Enhanced Compatibility

  • Updated dependencies for better maintainability
  • New conda recipe for easier installation
  • Pytorch backend for the CNN model

New Features

  • Automatic genome file pre-scanning and validation
  • Checkpoint system for progress recovery
  • Overlap detection and simplification in results
  • Additional parallel execution modes
  • Progress tracking and verbose output options

Installation

Using Conda/Mamba (Recommended)

If you do not have conda/mamba installed, you are strongly recommended to use Miniforge. For more information, please refer to conda-forge/miniforge.

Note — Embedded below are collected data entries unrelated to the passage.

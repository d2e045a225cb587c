//! Terminal output: end-of-run summaries and date-resolution diagnostics.
//!
//! Everything here returns a `String`; callers decide where it goes (stdout).

use crate::domain::{DateCandidate, DatePolicy, ResolvedDate, RunSummary};
use crate::output::PruneReport;

/// Samples of unresolved raw dates shown in the summary.
const MAX_UNRESOLVED_SHOWN: usize = 5;

pub fn format_run_summary(summary: &RunSummary, source: &str) -> String {
    let mut out = String::new();

    let title = if summary.dry_run { "jobdocs (dry run)" } else { "jobdocs" };
    out.push_str(&format!("=== {title} ===\n"));
    out.push_str(&format!("Source: {source}\n"));
    out.push_str(&format!(
        "Records: fetched={} already_processed={} unresolved={} outside_window={} capped={}\n",
        summary.fetched,
        summary.already_processed,
        summary.unresolved_dates,
        summary.outside_window,
        summary.capped
    ));
    out.push_str(&format!(
        "Artifacts: generated={} skipped={} failed={} pruned={}\n",
        summary.generated, summary.skipped, summary.failed, summary.pruned
    ));
    out.push_str(&format!(
        "Watermark: {}\n",
        summary.watermark.as_deref().unwrap_or("(none)")
    ));

    if !summary.unresolved_samples.is_empty() {
        out.push_str("Unresolved dates:\n");
        for raw in summary.unresolved_samples.iter().take(MAX_UNRESOLVED_SHOWN) {
            out.push_str(&format!("  {raw:?}\n"));
        }
        let shown = summary.unresolved_samples.len().min(MAX_UNRESOLVED_SHOWN);
        let rest = summary.unresolved_dates.saturating_sub(shown);
        if rest > 0 {
            out.push_str(&format!("  ... and {rest} more\n"));
        }
    }

    out
}

/// One block per raw input: every candidate, then the chosen date.
pub fn format_candidates(
    raw: &str,
    policy: DatePolicy,
    candidates: &[DateCandidate],
    chosen: Option<&ResolvedDate>,
) -> String {
    let mut out = format!("{raw:?} ({policy:?})\n");
    if candidates.is_empty() {
        out.push_str("  no valid interpretation\n");
    }
    for c in candidates {
        out.push_str(&format!(
            "  {:<15} {}  from {:?}\n",
            c.kind.label(),
            c.date.format("%Y-%m-%d"),
            c.source
        ));
    }
    match chosen {
        Some(r) => out.push_str(&format!(
            "  => {} [{}] token {}\n",
            r.date.format("%Y-%m-%d"),
            r.kind.label(),
            r.token()
        )),
        None => out.push_str("  => unresolved\n"),
    }
    out
}

pub fn format_prune_report(report: &PruneReport, dry_run: bool) -> String {
    let verb = if dry_run { "would remove" } else { "removed" };
    let mut out = format!(
        "Prune: kept={} {verb}={} failed={}\n",
        report.kept,
        report.removed.len(),
        report.failed
    );
    for path in &report.removed {
        out.push_str(&format!("  {}\n", path.display()));
    }
    out
}

#[cfg(test)]
mod tests {
    use super::*;
    use crate::domain::Interpretation;
    use chrono::NaiveDate;

    #[test]
    fn summary_lists_counts_and_truncates_unresolved_samples() {
        let summary = RunSummary {
            fetched: 9,
            generated: 2,
            skipped: 1,
            failed: 1,
            watermark: Some("7".to_string()),
            unresolved_dates: 26,
            unresolved_samples: (0..20).map(|i| format!("bad {i}")).collect(),
            ..RunSummary::default()
        };
        let text = format_run_summary(&summary, "csv:jobs.csv");
        assert!(text.contains("generated=2 skipped=1 failed=1"));
        assert!(text.contains("Watermark: 7"));
        assert!(text.contains("\"bad 4\""));
        assert!(!text.contains("\"bad 5\""));
        // Counted from every unresolved record, not just the kept samples.
        assert!(text.contains("and 21 more"));
    }

    #[test]
    fn candidates_block_shows_choice_and_token() {
        let date = NaiveDate::from_ymd_opt(2026, 1, 5).unwrap();
        let candidates = vec![DateCandidate {
            kind: Interpretation::DayMonthYear,
            date,
            source: "05/01/2026".to_string(),
        }];
        let chosen = ResolvedDate {
            date,
            kind: Interpretation::DayMonthYear,
        };
        let text =
            format_candidates("05/01/2026", DatePolicy::Deterministic, &candidates, Some(&chosen));
        assert!(text.contains("day-month-year"));
        assert!(text.contains("=> 2026-01-05 [day-month-year] token 5-1-2026"));

        let none = format_candidates("31/04/2025", DatePolicy::Deterministic, &[], None);
        assert!(none.contains("no valid interpretation"));
        assert!(none.contains("=> unresolved"));
    }
}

Note: In all installation commands, -c conda-forge MUST be specified before -c bioconda to ensure conda-forge is having higher priority over bioconda so that the latest packages are installed (according to Channels: Specifying channels when installing packages).

Install with a new environment

You can create a new environment with any name (we use TIRLearner_env as an example) and install TIR-Learner in it using the following one-liner command:

mamba create -n TIRLearner_env -c conda-forge -c bioconda tir-learner

Install in an existing environment

mamba install -c conda-forge -c bioconda tir-learner

Enforce PyTorch Build (CUDA or CPU-only)

Sometimes users may want to force PyTorch to use CPU only (or conversely force using CUDA). For example, while HPC nodes may have GPUs that trigger conda to automatically install CUDA-enabled PyTorch builds, users without GPU access permissions will encounter runtime errors while using TIR-Learner.

In such cases, you can specify a CPU-only PyTorch build by adding "pytorch=*=*cpu*" in the installation commands. For instance:

mamba create -n TIRLearner_env -c conda-forge -c bioconda tir-learner "pytorch=*=*cpu*"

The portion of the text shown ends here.